DATA SUPPLIED START

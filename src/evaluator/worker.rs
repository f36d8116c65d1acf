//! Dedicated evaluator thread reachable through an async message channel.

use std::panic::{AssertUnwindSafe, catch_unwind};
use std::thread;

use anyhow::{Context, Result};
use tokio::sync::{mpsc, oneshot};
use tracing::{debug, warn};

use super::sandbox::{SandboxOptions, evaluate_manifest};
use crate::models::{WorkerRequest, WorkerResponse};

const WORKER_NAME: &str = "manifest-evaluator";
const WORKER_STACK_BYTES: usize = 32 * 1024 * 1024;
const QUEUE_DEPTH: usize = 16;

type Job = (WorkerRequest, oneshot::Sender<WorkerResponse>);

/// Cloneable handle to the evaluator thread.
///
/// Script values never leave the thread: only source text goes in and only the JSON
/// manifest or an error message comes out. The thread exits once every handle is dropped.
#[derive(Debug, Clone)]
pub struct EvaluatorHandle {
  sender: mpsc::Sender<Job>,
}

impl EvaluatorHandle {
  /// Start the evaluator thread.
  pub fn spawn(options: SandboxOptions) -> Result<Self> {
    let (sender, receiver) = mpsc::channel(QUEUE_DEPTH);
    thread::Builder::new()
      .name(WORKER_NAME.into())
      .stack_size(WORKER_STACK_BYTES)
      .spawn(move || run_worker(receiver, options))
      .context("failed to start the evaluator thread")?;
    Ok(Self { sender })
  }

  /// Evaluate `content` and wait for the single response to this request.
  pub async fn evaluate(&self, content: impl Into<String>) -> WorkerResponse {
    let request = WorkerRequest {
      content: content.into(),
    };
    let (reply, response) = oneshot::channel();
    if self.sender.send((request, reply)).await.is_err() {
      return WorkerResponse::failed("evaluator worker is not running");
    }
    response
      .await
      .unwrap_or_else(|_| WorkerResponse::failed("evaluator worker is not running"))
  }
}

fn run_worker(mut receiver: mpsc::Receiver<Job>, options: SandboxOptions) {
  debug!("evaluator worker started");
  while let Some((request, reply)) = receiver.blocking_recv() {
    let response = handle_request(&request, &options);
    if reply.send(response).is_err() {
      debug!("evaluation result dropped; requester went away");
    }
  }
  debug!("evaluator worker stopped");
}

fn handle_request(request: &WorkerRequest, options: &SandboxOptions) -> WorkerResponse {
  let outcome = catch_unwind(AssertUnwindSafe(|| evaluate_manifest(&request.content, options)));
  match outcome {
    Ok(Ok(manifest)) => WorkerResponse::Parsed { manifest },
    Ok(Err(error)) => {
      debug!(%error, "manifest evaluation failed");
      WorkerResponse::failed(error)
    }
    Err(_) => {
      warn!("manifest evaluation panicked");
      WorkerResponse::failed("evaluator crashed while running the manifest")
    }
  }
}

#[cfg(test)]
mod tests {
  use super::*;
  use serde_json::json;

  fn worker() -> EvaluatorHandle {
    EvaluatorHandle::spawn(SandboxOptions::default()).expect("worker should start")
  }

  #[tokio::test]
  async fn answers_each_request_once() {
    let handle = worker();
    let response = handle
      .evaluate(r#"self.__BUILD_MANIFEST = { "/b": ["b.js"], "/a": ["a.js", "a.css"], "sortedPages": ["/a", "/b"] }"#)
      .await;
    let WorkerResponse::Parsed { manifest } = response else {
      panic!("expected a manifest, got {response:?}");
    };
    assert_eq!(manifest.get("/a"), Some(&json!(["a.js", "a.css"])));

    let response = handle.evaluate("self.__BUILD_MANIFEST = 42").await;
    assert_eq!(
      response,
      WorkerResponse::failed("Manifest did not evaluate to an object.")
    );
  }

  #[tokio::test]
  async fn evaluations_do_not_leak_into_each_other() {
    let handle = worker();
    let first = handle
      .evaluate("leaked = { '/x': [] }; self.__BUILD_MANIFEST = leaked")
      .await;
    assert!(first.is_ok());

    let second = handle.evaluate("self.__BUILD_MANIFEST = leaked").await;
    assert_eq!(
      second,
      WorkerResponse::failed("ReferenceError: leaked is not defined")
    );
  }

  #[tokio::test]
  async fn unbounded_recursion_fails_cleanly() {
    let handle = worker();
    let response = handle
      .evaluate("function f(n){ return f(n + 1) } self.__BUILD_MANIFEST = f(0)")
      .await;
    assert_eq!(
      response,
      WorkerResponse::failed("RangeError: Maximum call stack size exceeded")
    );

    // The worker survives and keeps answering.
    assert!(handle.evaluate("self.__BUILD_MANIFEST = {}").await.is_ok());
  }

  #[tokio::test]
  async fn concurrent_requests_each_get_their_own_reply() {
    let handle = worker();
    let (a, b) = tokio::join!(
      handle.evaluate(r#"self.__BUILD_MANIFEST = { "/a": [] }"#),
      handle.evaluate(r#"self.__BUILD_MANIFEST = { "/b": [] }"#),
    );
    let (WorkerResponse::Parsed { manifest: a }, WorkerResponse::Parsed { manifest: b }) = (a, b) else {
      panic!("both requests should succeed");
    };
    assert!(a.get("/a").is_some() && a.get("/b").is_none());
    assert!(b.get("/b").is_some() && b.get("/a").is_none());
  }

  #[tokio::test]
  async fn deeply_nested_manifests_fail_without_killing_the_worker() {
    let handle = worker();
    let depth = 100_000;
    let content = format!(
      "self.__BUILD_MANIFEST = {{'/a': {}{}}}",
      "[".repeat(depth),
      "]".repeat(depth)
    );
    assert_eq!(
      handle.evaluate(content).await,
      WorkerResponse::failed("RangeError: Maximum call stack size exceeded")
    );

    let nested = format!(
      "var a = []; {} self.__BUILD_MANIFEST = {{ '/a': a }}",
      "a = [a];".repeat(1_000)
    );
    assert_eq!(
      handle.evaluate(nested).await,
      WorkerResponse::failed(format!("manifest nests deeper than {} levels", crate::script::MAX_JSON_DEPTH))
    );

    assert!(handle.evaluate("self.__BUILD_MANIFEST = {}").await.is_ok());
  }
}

DATA SUPPLIED END

### WORK REQUEST
Would you restate exactly the lines of the material above, from its opening line through the line with "pub fn spawn(options: SandboxOptions)", and output only those?

### TASK OUTPUT
filename src/evaluator/worker.rs
repository f36d8116c65d1acf
//! Dedicated evaluator thread reachable through an async message channel.

use std::panic::{AssertUnwindSafe, catch_unwind};
use std::thread;

use anyhow::{Context, Result};
use tokio::sync::{mpsc, oneshot};
use tracing::{debug, warn};

use super::sandbox::{SandboxOptions, evaluate_manifest};
use crate::models::{WorkerRequest, WorkerResponse};

const WORKER_NAME: &str = "manifest-evaluator";
const WORKER_STACK_BYTES: usize = 32 * 1024 * 1024;
const QUEUE_DEPTH: usize = 16;

type Job = (WorkerRequest, oneshot::Sender<WorkerResponse>);

/// Cloneable handle to the evaluator thread.
///
/// Script values never leave the thread: only source text goes in and only the JSON
/// manifest or an error message comes out. The thread exits once every handle is dropped.
#[derive(Debug, Clone)]
pub struct EvaluatorHandle {
  sender: mpsc::Sender<Job>,
}

impl EvaluatorHandle {
  /// Start the evaluator thread.
  pub fn spawn(options: SandboxOptions) -> Result<Self> {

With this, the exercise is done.